Vice iraniano pede que Moscou acelere construção de usina atômica

25 de setembro de 2006

O vice-presidente do Irã, Gholam Reza Aghazadeh, também chefe do Organismo de Energia Atômica do país (OEAI), pediu hoje à Rússia que conclua em seis meses, em vez de em um ano, a construção da usina atômica iraniana de Bushehr.

"Estou convencido de que seis meses são suficientes para o início da exploração da central de Bushehr, embora a parte russa opine que para isso seja necessário um ano inteiro", disse Aghazadeh em Moscou em declarações à imprensa iraniana citadas pela agência russa "Interfax".

Ao ser perguntado sobre as causas da demora na fase final de construção da central, o vice-presidente iraniano disse que o atraso era decorrente de "problemas técnicos" e da reorganização da empresa estatal russa encarregada da construção da usina, a Atomstroyexport.

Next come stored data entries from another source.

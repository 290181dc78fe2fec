//! Quotes, lists and programs: length-prefixed runs of children.

use crate::data::objects;
use crate::data::{Ptr, Tag};
use crate::dispatch::{self, Handlers, OBJECT};
use crate::eval::{self, Error};
use crate::reader::{Parsed, Parser};
use crate::render::Renderer;

use super::{next_token, sequence};

pub static QUOTE: Handlers = Handlers {
    name: "quote",
    base: Some(&OBJECT),
    size: Some(objects::prefixed_size),
    evaluate: Some(super::push_self),
    execute: Some(execute_quote),
    parse: Some(parse_quote),
    render: Some(render_quote),
    help: Some("Quoted names"),
    marker: Some('\''),
    ..Handlers::NONE
};

pub static LIST: Handlers = Handlers {
    name: "list",
    base: Some(&OBJECT),
    size: Some(objects::prefixed_size),
    evaluate: Some(super::push_self),
    execute: Some(eval::run),
    parse: Some(parse_list),
    render: Some(render_list),
    help: Some("Lists"),
    marker: Some('{'),
    ..Handlers::NONE
};

pub static PROGRAM: Handlers = Handlers {
    name: "program",
    base: Some(&OBJECT),
    size: Some(objects::prefixed_size),
    evaluate: Some(super::push_self),
    execute: Some(eval::run),
    parse: Some(parse_program),
    render: Some(render_program),
    help: Some("Programs"),
    marker: Some('«'),
    ..Handlers::NONE
};

fn execute_quote(object: &Ptr) -> Result<(), Error> {
    match object.children().first() {
        Some(child) => dispatch::evaluate(child),
        None => Err(Error::InvalidObject("empty quote".to_owned())),
    }
}

fn parse_quote<'rt>(_tag: Tag, parser: &mut Parser<'rt, '_>) -> Parsed<'rt> {
    let token = match next_token(parser) {
        Ok(t) => t,
        Err(p) => return p,
    };
    if token.text != "'" {
        return Parsed::Skip;
    }
    parser.accept(token);
    parser
        .structure(|p| {
            let child = p.object()?;
            p.append(&child)?;
            match p.token()? {
                Some(t) if t.text == "'" => {
                    p.accept(t);
                    Ok(Tag::Quote)
                }
                Some(t) => Err(p.error(format!("expected ' to close quote, found {:?}", t.text))),
                None => Err(p.incomplete("expected ' to close quote")),
            }
        })
        .into()
}

fn parse_list<'rt>(_tag: Tag, parser: &mut Parser<'rt, '_>) -> Parsed<'rt> {
    let token = match next_token(parser) {
        Ok(t) => t,
        Err(p) => return p,
    };
    if token.text != "{" {
        return Parsed::Skip;
    }
    parser.accept(token);
    parser.build(Tag::List, &["}"]).map(|(list, _)| list).into()
}

fn parse_program<'rt>(_tag: Tag, parser: &mut Parser<'rt, '_>) -> Parsed<'rt> {
    let token = match next_token(parser) {
        Ok(t) => t,
        Err(p) => return p,
    };
    if !token.opens_program() {
        return Parsed::Skip;
    }
    parser.accept(token);
    parser.build(Tag::Program, &["»"]).map(|(program, _)| program).into()
}

fn render_quote(object: &Ptr, r: &mut Renderer) -> Result<(), Error> {
    r.put("'")?;
    sequence(&object.children(), r)?;
    r.put("'")
}

fn render_list(object: &Ptr, r: &mut Renderer) -> Result<(), Error> {
    let children = object.children();
    if children.is_empty() {
        return r.put("{ }");
    }
    r.put("{ ")?;
    sequence(&children, r)?;
    r.put(" }")
}

fn render_program(object: &Ptr, r: &mut Renderer) -> Result<(), Error> {
    let children = object.children();
    if children.is_empty() {
        return r.put("« »");
    }
    r.put("«")?;
    r.indent();
    r.newline()?;
    sequence(&children, r)?;
    r.unindent();
    r.newline()?;
    r.put("»")
}

#[cfg(test)]
mod tests {
    use crate::data::{Runtime, Tag};
    use crate::reader::parse;
    use crate::render::to_string;

    #[test]
    fn list_renders_back() {
        let rt = Runtime::default();
        let list = parse(&rt, "{ 1 2 3 }").unwrap();
        assert_eq!(list.size(), 8);
        assert_eq!(to_string(&list, true).unwrap(), "{ 1 2 3 }");
        assert_eq!(to_string(&list, false).unwrap(), "{ 1 2 3 }");
    }

    #[test]
    fn canonical_forms() {
        let rt = Runtime::default();
        for (source, canonical) in [
            ("{}", "{ }"),
            ("<<>>", "« »"),
            ("<< 1 2 + >>", "« 1 2 + »"),
            ("<<1 dup>>", "« 1 DUP »"),
            ("{ 'x' { \"a\" } }", "{ 'x' { \"a\" } }"),
        ] {
            let object = parse(&rt, source).unwrap();
            assert_eq!(to_string(&object, true).unwrap(), canonical, "{source}");
            let again = parse(&rt, canonical).unwrap();
            assert_eq!(again.to_bytes(), object.to_bytes(), "{source}");
        }
    }

    #[test]
    fn program_breaks_lines() {
        let rt = Runtime::default();
        let program = parse(&rt, "« 1 « 2 » + »").unwrap();
        assert_eq!(
            to_string(&program, false).unwrap(),
            "«\n  1 «\n    2\n  » +\n»"
        );
    }

    #[test]
    fn quote_needs_closing_mark() {
        let rt = Runtime::default();
        assert!(parse(&rt, "'x").unwrap_err().is_incomplete());
        assert!(!parse(&rt, "'x y'").unwrap_err().is_incomplete());
        assert_eq!(parse(&rt, "'x'").unwrap().tag(), Tag::Quote);
    }
}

O chefe do OEAI chegou hoje a Moscou para se reunir com o chefe da Agência Atômica Russa (Rosatom), Serguei Kiriyenko, com quem assinaria um documento sobre a implementação da usina nuclear, construída por engenheiros russos às margens do Golfo Pérsico.

O documento deve fixar os prazos definitivos para o acionamento do primeiro reator e a conexão da usina atômica à rede geral.

Além disso, ambas as partes devem acertar as datas para o início do fornecimento de combustível nuclear para a central, o qual deve começar em março do ano que vem.

Um porta-voz da Rosatom informou que Aghazadeh e Kiriyenko conversaram durante duas horas e que dariam continuidade às negociações durante um jantar esta noite.

Por sua vez, o Kremlin disse que o secretário do Conselho de Segurança russo, Igor Ivanov, se reunirá amanhã com Aghazadeh para estudar a cooperação bilateral e o problema da crise nuclear iraniana.

No começo de 2005, Moscou assinou um acordo com Teerã para o fornecimento de combustível nuclear para Bushehr e um protocolo adicional sobre a devolução do material usado.

O chefe da Rosatom declarou na semana passada em Viena que "a central entraria em funcionamento em setembro do ano que vem" e que será conectada à rede geral "dois meses depois".